▶ _THE RECORDS_
____________________

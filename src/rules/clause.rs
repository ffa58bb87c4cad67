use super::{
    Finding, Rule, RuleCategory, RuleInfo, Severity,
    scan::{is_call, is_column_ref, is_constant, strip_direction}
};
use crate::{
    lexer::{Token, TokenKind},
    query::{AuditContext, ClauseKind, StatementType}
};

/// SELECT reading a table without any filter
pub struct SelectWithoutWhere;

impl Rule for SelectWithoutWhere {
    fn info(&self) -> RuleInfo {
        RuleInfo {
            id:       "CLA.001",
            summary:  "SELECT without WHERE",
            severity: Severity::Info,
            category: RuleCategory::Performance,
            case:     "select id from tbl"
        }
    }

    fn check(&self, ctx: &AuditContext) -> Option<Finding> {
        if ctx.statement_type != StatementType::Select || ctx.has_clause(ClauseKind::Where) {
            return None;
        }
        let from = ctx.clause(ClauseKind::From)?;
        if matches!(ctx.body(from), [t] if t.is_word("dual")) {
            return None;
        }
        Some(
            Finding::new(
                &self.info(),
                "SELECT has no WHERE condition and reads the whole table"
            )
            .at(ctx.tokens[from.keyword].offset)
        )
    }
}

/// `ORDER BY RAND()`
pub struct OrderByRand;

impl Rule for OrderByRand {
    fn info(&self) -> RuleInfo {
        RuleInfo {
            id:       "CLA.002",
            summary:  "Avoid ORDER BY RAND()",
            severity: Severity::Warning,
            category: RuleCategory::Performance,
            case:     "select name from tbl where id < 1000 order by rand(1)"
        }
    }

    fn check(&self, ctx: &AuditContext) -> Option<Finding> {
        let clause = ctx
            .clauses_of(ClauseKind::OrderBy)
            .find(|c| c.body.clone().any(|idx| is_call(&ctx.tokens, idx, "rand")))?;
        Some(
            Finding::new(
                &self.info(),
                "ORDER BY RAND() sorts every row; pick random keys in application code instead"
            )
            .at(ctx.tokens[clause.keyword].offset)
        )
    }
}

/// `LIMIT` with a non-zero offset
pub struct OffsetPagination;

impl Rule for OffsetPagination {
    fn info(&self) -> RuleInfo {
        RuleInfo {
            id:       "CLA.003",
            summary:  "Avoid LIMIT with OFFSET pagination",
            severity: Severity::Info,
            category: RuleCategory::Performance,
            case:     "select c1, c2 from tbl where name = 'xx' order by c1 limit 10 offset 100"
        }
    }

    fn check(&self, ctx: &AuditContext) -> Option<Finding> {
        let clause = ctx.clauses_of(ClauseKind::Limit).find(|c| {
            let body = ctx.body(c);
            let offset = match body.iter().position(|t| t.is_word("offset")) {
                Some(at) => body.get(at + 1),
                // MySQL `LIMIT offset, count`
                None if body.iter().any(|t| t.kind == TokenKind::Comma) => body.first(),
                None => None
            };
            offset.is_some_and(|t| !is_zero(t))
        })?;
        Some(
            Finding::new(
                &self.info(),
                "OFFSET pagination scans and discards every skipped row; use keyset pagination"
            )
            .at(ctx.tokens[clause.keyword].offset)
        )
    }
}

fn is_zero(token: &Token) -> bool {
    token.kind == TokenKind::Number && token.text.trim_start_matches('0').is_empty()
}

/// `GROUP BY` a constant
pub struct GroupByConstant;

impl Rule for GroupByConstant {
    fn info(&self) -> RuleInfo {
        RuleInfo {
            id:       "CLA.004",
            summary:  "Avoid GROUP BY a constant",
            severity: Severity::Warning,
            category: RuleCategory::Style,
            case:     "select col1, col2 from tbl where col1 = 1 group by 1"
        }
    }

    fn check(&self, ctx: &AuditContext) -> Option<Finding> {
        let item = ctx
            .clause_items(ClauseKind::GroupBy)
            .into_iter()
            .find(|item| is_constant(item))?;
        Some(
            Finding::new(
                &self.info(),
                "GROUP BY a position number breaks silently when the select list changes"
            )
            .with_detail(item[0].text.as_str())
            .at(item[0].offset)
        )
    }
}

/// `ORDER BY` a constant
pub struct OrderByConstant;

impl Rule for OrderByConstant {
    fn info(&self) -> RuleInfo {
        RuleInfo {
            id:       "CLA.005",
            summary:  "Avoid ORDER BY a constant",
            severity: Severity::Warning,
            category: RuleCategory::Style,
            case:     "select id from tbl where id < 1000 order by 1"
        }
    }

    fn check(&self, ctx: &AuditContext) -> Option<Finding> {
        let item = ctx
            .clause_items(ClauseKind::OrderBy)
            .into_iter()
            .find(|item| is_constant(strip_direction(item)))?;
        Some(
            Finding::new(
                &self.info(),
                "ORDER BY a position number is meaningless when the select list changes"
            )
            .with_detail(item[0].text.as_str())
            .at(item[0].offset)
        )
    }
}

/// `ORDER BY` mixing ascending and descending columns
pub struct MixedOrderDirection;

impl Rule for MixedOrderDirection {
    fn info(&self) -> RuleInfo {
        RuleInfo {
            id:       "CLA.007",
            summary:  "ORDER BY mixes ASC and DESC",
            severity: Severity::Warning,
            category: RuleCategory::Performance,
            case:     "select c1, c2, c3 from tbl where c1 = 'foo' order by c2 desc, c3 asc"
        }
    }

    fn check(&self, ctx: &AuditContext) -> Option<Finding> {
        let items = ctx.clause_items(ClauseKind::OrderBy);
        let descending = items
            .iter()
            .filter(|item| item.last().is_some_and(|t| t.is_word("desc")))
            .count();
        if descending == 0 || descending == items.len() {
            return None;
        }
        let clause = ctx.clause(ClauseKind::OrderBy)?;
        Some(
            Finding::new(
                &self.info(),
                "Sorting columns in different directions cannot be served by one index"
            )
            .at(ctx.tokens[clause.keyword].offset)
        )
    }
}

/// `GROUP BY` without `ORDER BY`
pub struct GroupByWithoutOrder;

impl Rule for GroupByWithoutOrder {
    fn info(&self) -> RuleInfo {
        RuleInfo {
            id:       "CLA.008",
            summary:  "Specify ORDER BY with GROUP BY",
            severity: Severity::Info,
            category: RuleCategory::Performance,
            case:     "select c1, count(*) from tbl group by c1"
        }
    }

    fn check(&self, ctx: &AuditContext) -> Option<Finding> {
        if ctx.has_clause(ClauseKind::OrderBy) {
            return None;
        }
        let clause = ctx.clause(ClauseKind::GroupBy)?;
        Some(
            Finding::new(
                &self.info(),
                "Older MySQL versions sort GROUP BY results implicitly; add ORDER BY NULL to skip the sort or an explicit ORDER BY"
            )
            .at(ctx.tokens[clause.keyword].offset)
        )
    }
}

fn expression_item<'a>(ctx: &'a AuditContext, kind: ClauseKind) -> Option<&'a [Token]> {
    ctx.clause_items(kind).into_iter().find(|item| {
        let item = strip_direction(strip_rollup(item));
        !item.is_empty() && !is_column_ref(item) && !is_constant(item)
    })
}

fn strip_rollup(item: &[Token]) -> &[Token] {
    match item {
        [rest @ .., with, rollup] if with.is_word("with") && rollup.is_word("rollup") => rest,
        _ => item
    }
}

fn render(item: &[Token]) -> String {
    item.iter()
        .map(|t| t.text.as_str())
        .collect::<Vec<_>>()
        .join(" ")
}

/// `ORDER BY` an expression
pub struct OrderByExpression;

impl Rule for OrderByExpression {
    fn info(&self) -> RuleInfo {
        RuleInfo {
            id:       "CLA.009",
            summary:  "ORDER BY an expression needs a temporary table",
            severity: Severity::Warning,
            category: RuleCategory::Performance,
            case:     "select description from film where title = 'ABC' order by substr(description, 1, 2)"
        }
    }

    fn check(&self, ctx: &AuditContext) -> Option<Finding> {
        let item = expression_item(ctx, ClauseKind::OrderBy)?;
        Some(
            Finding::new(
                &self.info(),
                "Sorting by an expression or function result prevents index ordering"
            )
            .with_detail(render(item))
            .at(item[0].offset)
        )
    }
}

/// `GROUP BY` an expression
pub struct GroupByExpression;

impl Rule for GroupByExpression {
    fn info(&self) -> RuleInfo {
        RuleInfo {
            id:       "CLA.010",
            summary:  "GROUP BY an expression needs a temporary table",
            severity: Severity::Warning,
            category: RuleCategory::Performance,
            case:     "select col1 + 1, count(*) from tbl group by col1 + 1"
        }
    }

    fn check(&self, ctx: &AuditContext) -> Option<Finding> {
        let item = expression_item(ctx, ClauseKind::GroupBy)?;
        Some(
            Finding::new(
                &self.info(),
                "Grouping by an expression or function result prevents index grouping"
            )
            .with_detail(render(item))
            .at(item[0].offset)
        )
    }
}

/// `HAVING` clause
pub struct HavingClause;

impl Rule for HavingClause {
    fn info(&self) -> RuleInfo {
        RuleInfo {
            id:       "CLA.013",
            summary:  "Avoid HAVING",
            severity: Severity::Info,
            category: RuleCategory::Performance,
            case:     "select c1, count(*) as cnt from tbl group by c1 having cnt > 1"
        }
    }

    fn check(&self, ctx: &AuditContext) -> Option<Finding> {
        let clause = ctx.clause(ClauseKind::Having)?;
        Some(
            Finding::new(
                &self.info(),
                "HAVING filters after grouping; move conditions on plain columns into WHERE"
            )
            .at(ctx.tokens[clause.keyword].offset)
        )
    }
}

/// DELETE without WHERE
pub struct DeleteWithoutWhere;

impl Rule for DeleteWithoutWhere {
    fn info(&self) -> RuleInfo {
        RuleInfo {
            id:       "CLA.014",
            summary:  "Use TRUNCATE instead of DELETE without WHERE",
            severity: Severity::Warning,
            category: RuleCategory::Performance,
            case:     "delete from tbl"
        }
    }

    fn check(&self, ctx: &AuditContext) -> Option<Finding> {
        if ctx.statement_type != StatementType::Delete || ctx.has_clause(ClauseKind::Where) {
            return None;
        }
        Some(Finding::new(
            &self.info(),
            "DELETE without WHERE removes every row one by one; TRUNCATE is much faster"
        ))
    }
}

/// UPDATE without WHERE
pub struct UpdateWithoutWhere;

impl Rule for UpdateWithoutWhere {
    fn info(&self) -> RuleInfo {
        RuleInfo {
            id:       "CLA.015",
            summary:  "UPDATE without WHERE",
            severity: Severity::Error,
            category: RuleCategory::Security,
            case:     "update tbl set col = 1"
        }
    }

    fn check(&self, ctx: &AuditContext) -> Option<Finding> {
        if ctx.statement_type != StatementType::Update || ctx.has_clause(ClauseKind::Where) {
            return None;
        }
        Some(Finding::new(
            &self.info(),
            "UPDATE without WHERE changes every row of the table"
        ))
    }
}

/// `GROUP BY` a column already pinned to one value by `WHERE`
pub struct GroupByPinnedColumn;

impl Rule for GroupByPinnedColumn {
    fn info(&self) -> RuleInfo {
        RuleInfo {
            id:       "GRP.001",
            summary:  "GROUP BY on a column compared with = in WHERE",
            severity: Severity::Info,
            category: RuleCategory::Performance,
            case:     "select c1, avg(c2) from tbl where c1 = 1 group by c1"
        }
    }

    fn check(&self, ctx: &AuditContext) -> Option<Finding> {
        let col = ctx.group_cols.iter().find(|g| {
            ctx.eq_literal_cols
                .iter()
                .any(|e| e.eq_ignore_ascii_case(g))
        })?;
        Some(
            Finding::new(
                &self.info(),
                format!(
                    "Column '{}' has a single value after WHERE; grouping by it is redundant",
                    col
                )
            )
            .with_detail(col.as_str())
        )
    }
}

____________________

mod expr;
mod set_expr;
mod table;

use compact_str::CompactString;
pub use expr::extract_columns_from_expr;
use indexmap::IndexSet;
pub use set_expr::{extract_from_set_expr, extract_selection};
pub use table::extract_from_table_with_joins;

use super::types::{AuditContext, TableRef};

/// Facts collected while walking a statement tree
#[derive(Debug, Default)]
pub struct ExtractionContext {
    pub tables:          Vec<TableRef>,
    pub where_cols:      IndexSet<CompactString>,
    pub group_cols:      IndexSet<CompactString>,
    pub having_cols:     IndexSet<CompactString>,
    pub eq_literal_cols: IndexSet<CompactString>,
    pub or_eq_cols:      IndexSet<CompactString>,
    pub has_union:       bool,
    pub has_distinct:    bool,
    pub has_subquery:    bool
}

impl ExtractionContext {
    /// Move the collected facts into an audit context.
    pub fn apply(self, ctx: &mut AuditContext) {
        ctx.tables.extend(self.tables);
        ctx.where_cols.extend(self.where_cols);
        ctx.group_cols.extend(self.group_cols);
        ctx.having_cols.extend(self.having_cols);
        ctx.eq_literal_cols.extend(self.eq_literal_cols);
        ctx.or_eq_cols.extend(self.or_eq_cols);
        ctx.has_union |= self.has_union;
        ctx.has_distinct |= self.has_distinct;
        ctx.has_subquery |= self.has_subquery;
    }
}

____________________

▶ _WHAT THE TASK REQUIRES_
Take the stretch of lines above from the one containing "without any filter" through the one containing "if matches!(ctx.body(from), [t]" and repeat it exactly, adding no other line.

▶ _COMPLETED TASK_
/// SELECT reading a table without any filter
pub struct SelectWithoutWhere;

impl Rule for SelectWithoutWhere {
    fn info(&self) -> RuleInfo {
        RuleInfo {
            id:       "CLA.001",
            summary:  "SELECT without WHERE",
            severity: Severity::Info,
            category: RuleCategory::Performance,
            case:     "select id from tbl"
        }
    }

    fn check(&self, ctx: &AuditContext) -> Option<Finding> {
        if ctx.statement_type != StatementType::Select || ctx.has_clause(ClauseKind::Where) {
            return None;
        }
        let from = ctx.clause(ClauseKind::From)?;
        if matches!(ctx.body(from), [t] if t.is_word("dual")) {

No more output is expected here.